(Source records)

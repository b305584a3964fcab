//! PostgreSQL database connection and configuration.

use sqlx::postgres::{PgPool, PgPoolOptions};
use std::time::Duration;
use tracing::{debug, instrument};

use stringsync_core::error::{StorageError, StorageResult};

/// Database configuration.
#[derive(Debug, Clone)]
pub struct DatabaseConfig {
    /// PostgreSQL connection URL.
    pub url: String,
    /// Maximum number of connections in the pool.
    pub max_connections: u32,
    /// Minimum number of connections to maintain.
    pub min_connections: u32,
    /// Connection acquisition timeout.
    pub acquire_timeout: Duration,
    /// Idle connection timeout.
    pub idle_timeout: Duration,
    /// Maximum connection lifetime.
    pub max_lifetime: Duration,
}

impl Default for DatabaseConfig {
    fn default() -> Self {
        Self {
            url: "postgres://localhost/stringsync".to_string(),
            max_connections: 15,
            min_connections: 2,
            acquire_timeout: Duration::from_secs(5),
            idle_timeout: Duration::from_secs(300),
            max_lifetime: Duration::from_secs(900),
        }
    }
}

impl DatabaseConfig {
    /// Create config from environment variable.
    pub fn from_env() -> Self {
        Self {
            url: std::env::var("DATABASE_URL")
                .unwrap_or_else(|_| "postgres://localhost/stringsync".to_string()),
            ..Default::default()
        }
    }

    /// Create a configuration tuned for the API server.
    pub fn for_server(url: &str) -> Self {
        Self {
            url: url.to_string(),
            ..Default::default()
        }
    }
}

/// Database connection pool wrapper.
#[derive(Clone)]
pub struct Database {
    pool: PgPool,
}

impl Database {
    /// Connect to the database with the given configuration.
    #[instrument(skip_all)]
    pub async fn connect(config: &DatabaseConfig) -> StorageResult<Self> {
        debug!(
            max_conn = config.max_connections,
            min_conn = config.min_connections,
            "Creating connection pool"
        );

        let pool = PgPoolOptions::new()
            .max_connections(config.max_connections)
            .min_connections(config.min_connections)
            .acquire_timeout(config.acquire_timeout)
            .idle_timeout(Some(config.idle_timeout))
            .max_lifetime(Some(config.max_lifetime))
            .connect(&config.url)
            .await
            .map_err(|e| StorageError::ConnectionError(e.to_string()))?;

        debug!("Connection pool created");

        Ok(Self { pool })
    }

    /// Get a reference to the connection pool.
    pub fn pool(&self) -> &PgPool {
        &self.pool
    }

    /// Run database migrations.
    #[instrument(skip(self))]
    pub async fn migrate(&self) -> StorageResult<()> {
        debug!("Running migrations");

        sqlx::migrate!("./migrations")
            .run(&self.pool)
            .await
            .map_err(|e| StorageError::MigrationError(e.to_string()))?;

        debug!("Migrations completed");

        Ok(())
    }

    /// Check if the database connection is healthy.
    pub async fn is_healthy(&self) -> bool {
        sqlx::query("SELECT 1").fetch_one(&self.pool).await.is_ok()
    }

    /// Close the connection pool.
    pub async fn close(&self) {
        self.pool.close().await;
    }

    /// Purge all application data from the database.
    ///
    /// This operation:
    /// - Truncates all data tables (users, notations, taggings, sessions, tags)
    /// - Preserves the schema and migrations tracking
    ///
    /// Cursor sequences keep counting up after a purge, which is fine:
    /// paging only needs positions to stay monotonic, not dense.
    #[instrument(skip(self))]
    pub async fn purge(&self) -> StorageResult<PurgeStats> {
        debug!("Starting database purge");

        // Count rows before purge for reporting
        let user_count: (i64,) = sqlx::query_as("SELECT COUNT(*) FROM users")
            .fetch_one(&self.pool)
            .await
            .map_err(|e| StorageError::QueryError(e.to_string()))?;

        let notation_count: (i64,) = sqlx::query_as("SELECT COUNT(*) FROM notations")
            .fetch_one(&self.pool)
            .await
            .map_err(|e| StorageError::QueryError(e.to_string()))?;

        let tag_count: (i64,) = sqlx::query_as("SELECT COUNT(*) FROM tags")
            .fetch_one(&self.pool)
            .await
            .map_err(|e| StorageError::QueryError(e.to_string()))?;

        // TRUNCATE CASCADE handles the foreign key relationships:
        // users -> notations -> taggings, users -> sessions
        sqlx::query("TRUNCATE users CASCADE")
            .execute(&self.pool)
            .await
            .map_err(|e| StorageError::QueryError(e.to_string()))?;

        debug!("Truncated users (cascade to notations, taggings, sessions)");

        sqlx::query("TRUNCATE tags CASCADE")
            .execute(&self.pool)
            .await
            .map_err(|e| StorageError::QueryError(e.to_string()))?;

        debug!("Truncated tags");

        debug!("Database purge completed");

        Ok(PurgeStats {
            users_removed: user_count.0 as u64,
            notations_removed: notation_count.0 as u64,
            tags_removed: tag_count.0 as u64,
        })
    }
}

/// Statistics from a database purge operation.
#[derive(Debug, Clone)]
pub struct PurgeStats {
    /// Number of users removed.
    pub users_removed: u64,
    /// Number of notations removed.
    pub notations_removed: u64,
    /// Number of tags removed.
    pub tags_removed: u64,
}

About this exercise: Filter the data down to the lines that contain the string "impl", and copy them.

Solution:
impl Default for DatabaseConfig {
impl DatabaseConfig {
impl Database {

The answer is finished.